## Material to process:
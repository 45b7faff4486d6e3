// Oracle clients for record extraction
//
// One blocking call per extraction, JSON mode requested, no retries.
// Supports a local Ollama server and the OpenAI chat completions API.

use std::time::Duration;

use serde::{Deserialize, Serialize};
use rekap_config::ai::{AIConfigStatus, ResolvedAIConfig};
use rekap_config::AIProvider;

/// One request to the text-generation backend.
#[derive(Debug, Clone, Copy)]
pub struct OracleRequest<'a> {
    /// Fixed instruction ("system" role)
    pub system: &'a str,
    /// The user's raw text
    pub user: &'a str,
    /// Ask the backend to constrain output to JSON
    pub json_mode: bool,
}

/// Error from the oracle call itself (not from parsing its answer)
#[derive(Debug, Clone)]
pub enum OracleError {
    /// Provider disabled or unusable
    NotConfigured(String),
    /// API key missing
    MissingKey,
    /// Call exceeded the configured timeout
    Timeout(Duration),
    /// Network error
    NetworkError(String),
    /// API error response
    ApiError { status: u16, message: String },
    /// Provider returned an envelope we cannot read
    InvalidResponse(String),
}

impl std::fmt::Display for OracleError {
    fn fmt(&self, f: &mut std::fmt::Formatter<'_>) -> std::fmt::Result {
        match self {
            OracleError::NotConfigured(msg) => write!(f, "AI not configured: {}", msg),
            OracleError::MissingKey => write!(f, "API key not configured"),
            OracleError::Timeout(after) => write!(f, "model did not answer within {}s", after.as_secs()),
            OracleError::NetworkError(msg) => write!(f, "Network error: {}", msg),
            OracleError::ApiError { status, message } => write!(f, "API error ({}): {}", status, message),
            OracleError::InvalidResponse(msg) => write!(f, "Invalid response: {}", msg),
        }
    }
}

impl std::error::Error for OracleError {}

/// A text-generation backend, treated as a black box returning raw text.
pub trait Oracle {
    fn complete(&self, request: &OracleRequest<'_>) -> Result<String, OracleError>;

    /// Short label for logs, e.g. "local/llama3.2"
    fn label(&self) -> String;
}

impl<T: Oracle + ?Sized> Oracle for Box<T> {
    fn complete(&self, request: &OracleRequest<'_>) -> Result<String, OracleError> {
        (**self).complete(request)
    }

    fn label(&self) -> String {
        (**self).label()
    }
}

fn http_client(timeout: Duration) -> Result<reqwest::blocking::Client, OracleError> {
    reqwest::blocking::Client::builder()
        .timeout(timeout)
        .build()
        .map_err(|e| OracleError::NetworkError(e.to_string()))
}

fn send_error(e: reqwest::Error, timeout: Duration) -> OracleError {
    if e.is_timeout() {
        OracleError::Timeout(timeout)
    } else {
        OracleError::NetworkError(e.to_string())
    }
}

// ============================================================================
// Ollama
// ============================================================================

#[derive(Serialize)]
struct OllamaRequest<'a> {
    model: &'a str,
    messages: Vec<ChatMessage<'a>>,
    stream: bool,
    #[serde(skip_serializing_if = "Option::is_none")]
    format: Option<&'a str>,
    options: OllamaOptions,
}

#[derive(Serialize)]
struct OllamaOptions {
    temperature: f32,
}

#[derive(Serialize)]
struct ChatMessage<'a> {
    role: &'a str,
    content: &'a str,
}

#[derive(Deserialize)]
struct OllamaResponse {
    message: Option<OllamaMessage>,
}

#[derive(Deserialize)]
struct OllamaMessage {
    content: String,
}

#[derive(Deserialize)]
struct OllamaError {
    error: String,
}

/// Local model served by Ollama (`POST /api/chat`).
pub struct OllamaOracle {
    client: reqwest::blocking::Client,
    base_url: String,
    model: String,
    timeout: Duration,
}

impl OllamaOracle {
    pub fn new(base_url: impl Into<String>, model: impl Into<String>, timeout: Duration) -> Result<Self, OracleError> {
        Ok(Self {
            client: http_client(timeout)?,
            base_url: base_url.into().trim_end_matches('/').to_string(),
            model: model.into(),
            timeout,
        })
    }
}

impl Oracle for OllamaOracle {
    fn complete(&self, request: &OracleRequest<'_>) -> Result<String, OracleError> {
        let body = OllamaRequest {
            model: &self.model,
            messages: vec![
                ChatMessage { role: "system", content: request.system },
                ChatMessage { role: "user", content: request.user },
            ],
            stream: false,
            format: request.json_mode.then_some("json"),
            options: OllamaOptions { temperature: 0.0 },
        };

        let response = self
            .client
            .post(format!("{}/api/chat", self.base_url))
            .json(&body)
            .send()
            .map_err(|e| send_error(e, self.timeout))?;

        let status = response.status();
        if !status.is_success() {
            let error_text = response.text().unwrap_or_default();
            let message = serde_json::from_str::<OllamaError>(&error_text)
                .map(|e| e.error)
                .unwrap_or(error_text);
            return Err(OracleError::ApiError { status: status.as_u16(), message });
        }

        let body: OllamaResponse = response
            .json()
            .map_err(|e| OracleError::InvalidResponse(e.to_string()))?;

        body.message
            .map(|m| m.content)
            .ok_or_else(|| OracleError::InvalidResponse("No message in response".to_string()))
    }

    fn label(&self) -> String {
        format!("local/{}", self.model)
    }
}

// ============================================================================
// OpenAI
// ============================================================================

#[derive(Serialize)]
struct OpenAIRequest<'a> {
    model: &'a str,
    messages: Vec<ChatMessage<'a>>,
    temperature: f32,
    #[serde(skip_serializing_if = "Option::is_none")]
    response_format: Option<OpenAIResponseFormat>,
}

#[derive(Serialize)]
struct OpenAIResponseFormat {
    #[serde(rename = "type")]
    format_type: &'static str,
}

#[derive(Deserialize)]
struct OpenAIResponse {
    choices: Vec<OpenAIChoice>,
}

#[derive(Deserialize)]
struct OpenAIChoice {
    message: OpenAIResponseMessage,
}

#[derive(Deserialize)]
struct OpenAIResponseMessage {
    content: Option<String>,
}

#[derive(Deserialize)]
struct OpenAIError {
    error: OpenAIErrorDetail,
}

#[derive(Deserialize)]
struct OpenAIErrorDetail {
    message: String,
}

/// OpenAI chat completions (`POST /v1/chat/completions`).
pub struct OpenAIOracle {
    client: reqwest::blocking::Client,
    base_url: String,
    api_key: String,
    model: String,
    timeout: Duration,
}

impl OpenAIOracle {
    pub fn new(
        base_url: impl Into<String>,
        api_key: impl Into<String>,
        model: impl Into<String>,
        timeout: Duration,
    ) -> Result<Self, OracleError> {
        Ok(Self {
            client: http_client(timeout)?,
            base_url: base_url.into().trim_end_matches('/').to_string(),
            api_key: api_key.into(),
            model: model.into(),
            timeout,
        })
    }
}

impl Oracle for OpenAIOracle {
    fn complete(&self, request: &OracleRequest<'_>) -> Result<String, OracleError> {
        let body = OpenAIRequest {
            model: &self.model,
            messages: vec![
                ChatMessage { role: "system", content: request.system },
                ChatMessage { role: "user", content: request.user },
            ],
            temperature: 0.0,
            response_format: request
                .json_mode
                .then_some(OpenAIResponseFormat { format_type: "json_object" }),
        };

        let response = self
            .client
            .post(format!("{}/v1/chat/completions", self.base_url))
            .header("Authorization", format!("Bearer {}", self.api_key))
            .json(&body)
            .send()
            .map_err(|e| send_error(e, self.timeout))?;

        let status = response.status();
        if !status.is_success() {
            let error_text = response.text().unwrap_or_default();
            let message = serde_json::from_str::<OpenAIError>(&error_text)
                .map(|e| e.error.message)
                .unwrap_or(error_text);
            return Err(OracleError::ApiError { status: status.as_u16(), message });
        }

        let body: OpenAIResponse = response
            .json()
            .map_err(|e| OracleError::InvalidResponse(e.to_string()))?;

        body.choices
            .into_iter()
            .next()
            .and_then(|c| c.message.content)
            .ok_or_else(|| OracleError::InvalidResponse("No choices in response".to_string()))
    }

    fn label(&self) -> String {
        format!("openai/{}", self.model)
    }
}

// ============================================================================
// Construction from config
// ============================================================================

/// Build the oracle selected by the resolved configuration.
pub fn oracle_from_config(config: &ResolvedAIConfig) -> Result<Box<dyn Oracle>, OracleError> {
    match config.status {
        AIConfigStatus::Disabled => {
            return Err(OracleError::NotConfigured("AI is disabled (provider=none)".to_string()));
        }
        AIConfigStatus::MissingKey => return Err(OracleError::MissingKey),
        AIConfigStatus::Ready => {}
    }

    match config.provider {
        AIProvider::None => Err(OracleError::NotConfigured("AI is disabled (provider=none)".to_string())),
        AIProvider::Local => Ok(Box::new(OllamaOracle::new(
            config.endpoint.clone(),
            config.model.clone(),
            config.timeout,
        )?)),
        AIProvider::OpenAI => {
            let api_key = config.api_key.clone().ok_or(OracleError::MissingKey)?;
            Ok(Box::new(OpenAIOracle::new(
                config.endpoint.clone(),
                api_key,
                config.model.clone(),
                config.timeout,
            )?))
        }
    }
}

/// Connectivity check for `ai doctor --test`. Makes a cheap listing call,
/// never an extraction.
pub fn check_reachable(config: &ResolvedAIConfig) -> Result<String, OracleError> {
    let client = http_client(config.timeout.min(Duration::from_secs(5)))?;
    let request = match config.provider {
        AIProvider::None => {
            return Err(OracleError::NotConfigured("AI is disabled (provider=none)".to_string()));
        }
        AIProvider::Local => client.get(format!("{}/api/tags", config.endpoint)),
        AIProvider::OpenAI => {
            let api_key = config.api_key.as_deref().ok_or(OracleError::MissingKey)?;
            client
                .get(format!("{}/v1/models", config.endpoint))
                .header("Authorization", format!("Bearer {}", api_key))
        }
    };

    let response = request
        .send()
        .map_err(|e| OracleError::NetworkError(e.to_string()))?;
    let status = response.status();
    if status.is_success() {
        Ok(format!("{} reachable at {}", config.provider.name(), config.endpoint))
    } else {
        Err(OracleError::ApiError {
            status: status.as_u16(),
            message: response.text().unwrap_or_default(),
        })
    }
}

## Problem details:
Your reply should hold every line from the data that contains "reqwest", copied in full.

## Result for this exercise:
fn http_client(timeout: Duration) -> Result<reqwest::blocking::Client, OracleError> {
    reqwest::blocking::Client::builder()
fn send_error(e: reqwest::Error, timeout: Duration) -> OracleError {
    client: reqwest::blocking::Client,
    client: reqwest::blocking::Client,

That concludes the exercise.